Where in the data does the word "victim" appear? Find those lines and copy them.

++++ Excerpted data ++++

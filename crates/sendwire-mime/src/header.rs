//! MIME header handling.

use crate::error::{Error, Result};
use std::fmt;

/// Ordered collection of email headers.
///
/// Values are sanitized on insert: CR, LF and other control characters are
/// collapsed into a single space, so a value can never start a new header.
#[derive(Debug, Clone, Default, PartialEq, Eq)]
pub struct Headers {
    headers: Vec<(String, String)>,
}

impl Headers {
    /// Creates a new empty header collection.
    #[must_use]
    pub fn new() -> Self {
        Self::default()
    }

    /// Appends a header value.
    pub fn add(&mut self, name: impl Into<String>, value: impl AsRef<str>) {
        let name = sanitize_name(&name.into());
        let value = sanitize_value(value.as_ref());
        self.headers.push((name, value));
    }

    /// Sets a header value, replacing any existing values in place.
    pub fn set(&mut self, name: impl Into<String>, value: impl AsRef<str>) {
        let name = sanitize_name(&name.into());
        let value = sanitize_value(value.as_ref());

        match self
            .headers
            .iter()
            .position(|(n, _)| n.eq_ignore_ascii_case(&name))
        {
            Some(index) => {
                self.headers[index].1 = value;
                let mut seen = 0usize;
                self.headers.retain(|(n, _)| {
                    if n.eq_ignore_ascii_case(&name) {
                        seen += 1;
                        seen == 1
                    } else {
                        true
                    }
                });
            }
            None => self.headers.push((name, value)),
        }
    }

    /// Gets the first value for a header (case-insensitive).
    #[must_use]
    pub fn get(&self, name: &str) -> Option<&str> {
        self.headers
            .iter()
            .find(|(n, _)| n.eq_ignore_ascii_case(name))
            .map(|(_, v)| v.as_str())
    }

    /// Gets all values for a header.
    #[must_use]
    pub fn get_all(&self, name: &str) -> Vec<&str> {
        self.headers
            .iter()
            .filter(|(n, _)| n.eq_ignore_ascii_case(name))
            .map(|(_, v)| v.as_str())
            .collect()
    }

    /// Removes all values for a header.
    pub fn remove(&mut self, name: &str) {
        self.headers.retain(|(n, _)| !n.eq_ignore_ascii_case(name));
    }

    /// Returns the number of header lines.
    #[must_use]
    pub fn len(&self) -> usize {
        self.headers.len()
    }

    /// Returns true if there are no headers.
    #[must_use]
    pub fn is_empty(&self) -> bool {
        self.headers.is_empty()
    }

    /// Returns an iterator over all headers in insertion order.
    pub fn iter(&self) -> impl Iterator<Item = (&str, &str)> {
        self.headers.iter().map(|(n, v)| (n.as_str(), v.as_str()))
    }

    /// Parses a header block.
    ///
    /// Folded continuation lines (starting with space or tab) are joined
    /// with a single space. Parsing stops at the first empty line.
    ///
    /// # Errors
    ///
    /// Returns an error if a line is neither a continuation nor `Name: value`.
    pub fn parse(text: &str) -> Result<Self> {
        let mut headers = Self::new();
        let mut current: Option<(String, String)> = None;

        for line in text.lines() {
            if line.is_empty() {
                break;
            }

            if line.starts_with(' ') || line.starts_with('\t') {
                match current.as_mut() {
                    Some((_, value)) => {
                        value.push(' ');
                        value.push_str(line.trim());
                    }
                    None => return Err(Error::InvalidHeader(line.to_string())),
                }
                continue;
            }

            if let Some((name, value)) = current.take() {
                headers.add(name, value);
            }

            let (name, value) = line
                .split_once(':')
                .ok_or_else(|| Error::InvalidHeader(line.to_string()))?;
            let name = name.trim();
            if name.is_empty() {
                return Err(Error::InvalidHeader(line.to_string()));
            }
            current = Some((name.to_string(), value.trim().to_string()));
        }

        if let Some((name, value)) = current {
            headers.add(name, value);
        }

        Ok(headers)
    }
}

impl fmt::Display for Headers {
    /// Writes every header as `Name: value` followed by CRLF.
    fn fmt(&self, f: &mut fmt::Formatter<'_>) -> fmt::Result {
        for (name, value) in &self.headers {
            write!(f, "{name}: {value}\r\n")?;
        }
        Ok(())
    }
}

/// Collapses every run of control characters into one space and trims.
fn sanitize_value(value: &str) -> String {
    let mut out = String::with_capacity(value.len());
    let mut in_control = false;

    for c in value.chars() {
        if c.is_control() {
            if !in_control {
                out.push(' ');
                in_control = true;
            }
        } else {
            out.push(c);
            in_control = false;
        }
    }

    out.trim().to_string()
}

/// Header names are printable ASCII without colon or space.
fn sanitize_name(name: &str) -> String {
    name.chars()
        .filter(|c| c.is_ascii_graphic() && *c != ':')
        .collect()
}

#[cfg(test)]
#[allow(
    clippy::unwrap_used,
    clippy::redundant_clone,
    clippy::manual_string_new,
    clippy::needless_collect,
    clippy::unreadable_literal,
    clippy::used_underscore_items,
    clippy::similar_names
)]
mod tests {
    use super::*;

    #[test]
    fn test_headers_new() {
        let headers = Headers::new();
        assert!(headers.is_empty());
    }

    #[test]
    fn test_headers_add_get() {
        let mut headers = Headers::new();
        headers.add("Content-Type", "text/plain");
        assert_eq!(headers.get("Content-Type"), Some("text/plain"));
        assert_eq!(headers.get("content-type"), Some("text/plain")); // Case insensitive
    }

    #[test]
    fn test_headers_set() {
        let mut headers = Headers::new();
        headers.add("To", "alice@example.com");
        headers.add("Subject", "x");
        headers.add("To", "bob@example.com");
        assert_eq!(headers.get_all("To").len(), 2);

        headers.set("To", "charlie@example.com");
        assert_eq!(headers.get_all("To"), vec!["charlie@example.com"]);
        // Position of the first occurrence is kept.
        assert_eq!(headers.iter().next(), Some(("To", "charlie@example.com")));
    }

    #[test]
    fn test_headers_remove() {
        let mut headers = Headers::new();
        headers.add("Subject", "Test");
        assert!(headers.get("Subject").is_some());

        headers.remove("subject");
        assert!(headers.get("Subject").is_none());
    }

    #[test]
    fn test_headers_keep_insertion_order() {
        let mut headers = Headers::new();
        headers.add("Message-ID", "<1@x>");
        headers.add("Date", "now");
        headers.add("From", "a@x");

        let names: Vec<_> = headers.iter().map(|(n, _)| n).collect();
        assert_eq!(names, vec!["Message-ID", "Date", "From"]);
    }

    #[test]
    fn test_crlf_in_value_cannot_inject_header() {
        let mut headers = Headers::new();
        headers.add("Subject", "Hello\r\nBcc: victim@example.com");

        assert_eq!(headers.get("Subject"), Some("Hello Bcc: victim@example.com"));
        assert!(headers.get("Bcc").is_none());
        assert_eq!(headers.to_string().matches("\r\n").count(), 1);
    }

    #[test]
    fn test_control_runs_collapse_to_one_space() {
        let mut headers = Headers::new();
        headers.add("Subject", "\ta\r\n\r\n\x07b\n");
        assert_eq!(headers.get("Subject"), Some("a b"));
    }

    #[test]
    fn test_bad_header_name_characters_dropped() {
        let mut headers = Headers::new();
        headers.add("X-Evil: yes\r\nBcc", "v");
        assert_eq!(headers.iter().next().map(|(n, _)| n), Some("X-EvilyesBcc"));
    }

    #[test]
    fn test_headers_parse() {
        let text = concat!(
            "From: sender@example.com\r\n",
            "To: recipient@example.com\r\n",
            "Subject: Test Message\r\n",
            "Content-Type: text/plain;\r\n",
            " charset=utf-8\r\n",
            "\r\n",
            "Body: not a header\r\n"
        );

        let headers = Headers::parse(text).unwrap();
        assert_eq!(headers.len(), 4);
        assert_eq!(headers.get("From"), Some("sender@example.com"));
        assert_eq!(headers.get("To"), Some("recipient@example.com"));
        assert_eq!(headers.get("Subject"), Some("Test Message"));
        assert_eq!(
            headers.get("Content-Type"),
            Some("text/plain; charset=utf-8")
        );
    }

    #[test]
    fn test_headers_parse_rejects_garbage() {
        assert!(Headers::parse("no colon here\r\n").is_err());
        assert!(Headers::parse(" leading continuation\r\n").is_err());
    }

    #[test]
    fn test_headers_display() {
        let mut headers = Headers::new();
        headers.add("From", "sender@example.com");
        headers.add("To", "recipient@example.com");

        assert_eq!(
            headers.to_string(),
            "From: sender@example.com\r\nTo: recipient@example.com\r\n"
        );
    }

    #[test]
    fn test_display_then_parse_preserves_headers() {
        let mut headers = Headers::new();
        headers.add("Subject", "Quarterly report");
        headers.add("MIME-Version", "1.0");

        let parsed = Headers::parse(&headers.to_string()).unwrap();
        assert_eq!(parsed, headers);
    }
}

++++

- Finished task
        headers.add("Subject", "Hello\r\nBcc: victim@example.com");
        assert_eq!(headers.get("Subject"), Some("Hello Bcc: victim@example.com"));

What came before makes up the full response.